Seulement Cellini voulut profiter de ce retard pour faire venir quelques-uns de ses ouvriers qui l’accompagneraient au retour et l’aideraient à porter son or. D’Orbec s’empressa d’envoyer à l’hôtel de Nesle un de ses domestiques pour les prévenir ; puis il entama la conversation sur les travaux de Cellini, sur la faveur que le roi lui témoignait, sur toutes choses enfin capables de faire prendre patience à Benvenuto, d’autant moins soupçonneux qu’il n’avait aucune raison d’en vouloir au comte, ni qu’il ne supposait pas que le comte eût des motifs d’être son ennemi. Il y avait bien son désir de le supplanter près de Colombe, mais personne ne connaissait ce désir qu’Ascanio et lui. Il répondit donc assez gracieusement aux avances du trésorier.
Il fallut ensuite du temps pour choisir l’or au titre où le roi avait désiré qu’il fût donné. Le notaire fut très lent à venir. On ne dresse pas un contrat en une minute. Bref, lorsque, les dernières politesses échangées, Benvenuto se disposait à revenir à l’hôtel, la nuit commençait à tomber ; il s’informe du domestique qu’on avait envoyé pour chercher ses compagnons. Celui-ci répondit qu’ils n’avaient pu venir, mais qu’il porterait volontiers l’or du seigneur orfèvre. La défiance de Benvenuto se réveilla, et il refusa l’offre, si obligeante qu’elle fût.
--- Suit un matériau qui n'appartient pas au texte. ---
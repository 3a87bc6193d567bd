//! Saved return domain models.

use chrono::{DateTime, NaiveDate, TimeZone, Utc};
use rust_decimal::Decimal;
use serde::{Deserialize, Serialize};

/// Condition label stored when the items can be restocked.
pub const CONDITION_RESELLABLE: &str = "Can be resold as new";

/// Condition label stored when the items cannot be resold.
pub const CONDITION_NOT_RESELLABLE: &str = "Cannot be resold";

/// A persisted return calculation.
#[derive(Debug, Clone, Serialize, Deserialize)]
pub struct SavedReturn {
    /// Unique record ID.
    pub id: i32,
    /// Shopify order GID.
    pub shopify_order_id: String,
    /// Customer-facing order name (e.g., "#1001").
    pub shopify_order_name: String,
    /// Net financial impact of accepting the return (usually negative).
    pub net_profit_change: Decimal,
    /// Total refund issued to the customer.
    pub total_revenue_lost: Decimal,
    /// Inventory cost of the returned units.
    pub inventory_value: Decimal,
    /// Whether the items were judged resellable.
    pub is_resellable: bool,
    /// Advisory text shown at calculation time.
    pub suggestion: String,
    /// Return reason label.
    pub return_reason: String,
    /// Condition label (see [`CONDITION_RESELLABLE`]).
    pub product_condition: String,
    /// Return shipping cost entered by the merchant.
    pub return_shipping_cost: Decimal,
    /// Handling fee entered by the merchant.
    pub handling_fee: Decimal,
    /// Whether the record has been moved to the archive.
    pub is_archived: bool,
    /// When the record was saved.
    pub created_at: DateTime<Utc>,
}

/// Input for persisting a new return calculation.
#[derive(Debug, Clone, Deserialize)]
pub struct NewSavedReturn {
    /// Shopify order GID.
    pub shopify_order_id: String,
    /// Customer-facing order name.
    pub shopify_order_name: String,
    /// Net financial impact.
    pub net_profit_change: Decimal,
    /// Total refund issued.
    pub total_revenue_lost: Decimal,
    /// Inventory cost of the returned units.
    pub inventory_value: Decimal,
    /// Whether the items were judged resellable.
    pub is_resellable: bool,
    /// Advisory text.
    pub suggestion: String,
    /// Return reason label.
    pub return_reason: String,
    /// Condition label.
    pub product_condition: String,
    /// Return shipping cost.
    pub return_shipping_cost: Decimal,
    /// Handling fee.
    pub handling_fee: Decimal,
}

/// Aggregates for the at-a-glance analytics card.
#[derive(Debug, Clone, Serialize)]
pub struct ReturnAnalytics {
    /// Number of returns tracked in the range.
    pub total_returns: i64,
    /// Sum of net profit/loss over the range.
    pub total_net_profit_loss: Decimal,
    /// Most frequent return reason; `None` when no returns are tracked.
    /// Ties break to the lexically smallest reason.
    pub most_frequent_reason: Option<String>,
    /// Share of returns judged resellable, as a percentage.
    pub resellable_rate: Decimal,
}

/// Inclusive calendar-date range filter.
///
/// The filter only applies when both bounds are present, mirroring the
/// form that submits both fields together. The end date is inclusive
/// through the end of that calendar day.
#[derive(Debug, Clone, Copy, Default, Deserialize)]
pub struct DateRange {
    /// First day included in the range.
    pub start: Option<NaiveDate>,
    /// Last day included in the range.
    pub end: Option<NaiveDate>,
}

impl DateRange {
    /// Returns `[start, end)` UTC timestamp bounds for SQL comparison, or
    /// `None` when the filter does not apply.
    ///
    /// The exclusive upper bound is midnight of the day after `end`, which
    /// makes the end date inclusive through 23:59:59.999....
    #[must_use]
    pub fn bounds(&self) -> Option<(DateTime<Utc>, DateTime<Utc>)> {
        let (start, end) = (self.start?, self.end?);
        let lower = Utc.from_utc_datetime(&start.and_hms_opt(0, 0, 0)?);
        let upper = Utc.from_utc_datetime(&end.succ_opt()?.and_hms_opt(0, 0, 0)?);
        Some((lower, upper))
    }
}

#[cfg(test)]
#[allow(clippy::unwrap_used)]
mod tests {
    use super::*;

    fn date(y: i32, m: u32, d: u32) -> NaiveDate {
        NaiveDate::from_ymd_opt(y, m, d).unwrap()
    }

    #[test]
    fn bounds_require_both_dates() {
        assert!(DateRange::default().bounds().is_none());
        assert!(
            DateRange {
                start: Some(date(2026, 1, 1)),
                end: None,
            }
            .bounds()
            .is_none()
        );
        assert!(
            DateRange {
                start: None,
                end: Some(date(2026, 1, 31)),
            }
            .bounds()
            .is_none()
        );
    }

    #[test]
    fn end_date_is_inclusive_through_day_end() {
        let range = DateRange {
            start: Some(date(2026, 1, 1)),
            end: Some(date(2026, 1, 31)),
        };
        let (lower, upper) = range.bounds().unwrap();

        assert_eq!(lower.to_rfc3339(), "2026-01-01T00:00:00+00:00");
        // Exclusive upper bound lands on midnight of February 1st, so all
        // of January 31st is included.
        assert_eq!(upper.to_rfc3339(), "2026-02-01T00:00:00+00:00");
    }

    #[test]
    fn single_day_range_spans_one_day() {
        let range = DateRange {
            start: Some(date(2026, 3, 15)),
            end: Some(date(2026, 3, 15)),
        };
        let (lower, upper) = range.bounds().unwrap();
        assert_eq!((upper - lower).num_days(), 1);
    }
}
Il mit l’or dans son petit cabas, puis il passa le bras dans les deux anses, et comme son bras n’y entrait qu’avec difficulté, l’or était bien enfermé, et il le portait beaucoup plus aisément que s’il eût été dans un sac. Il avait sous ses habits une bonne cotte de mailles à manches, une courte épée au côté, et un poignard dans sa ceinture ; il se mit donc en route d’un pas pressé, mais ferme. Cependant, avant de partir, il avait cru s’apercevoir que plusieurs valets parlaint bas entre eux et sortaient précipitamment, mais ils avaient affecté de ne pas prendre le même chemin que lui.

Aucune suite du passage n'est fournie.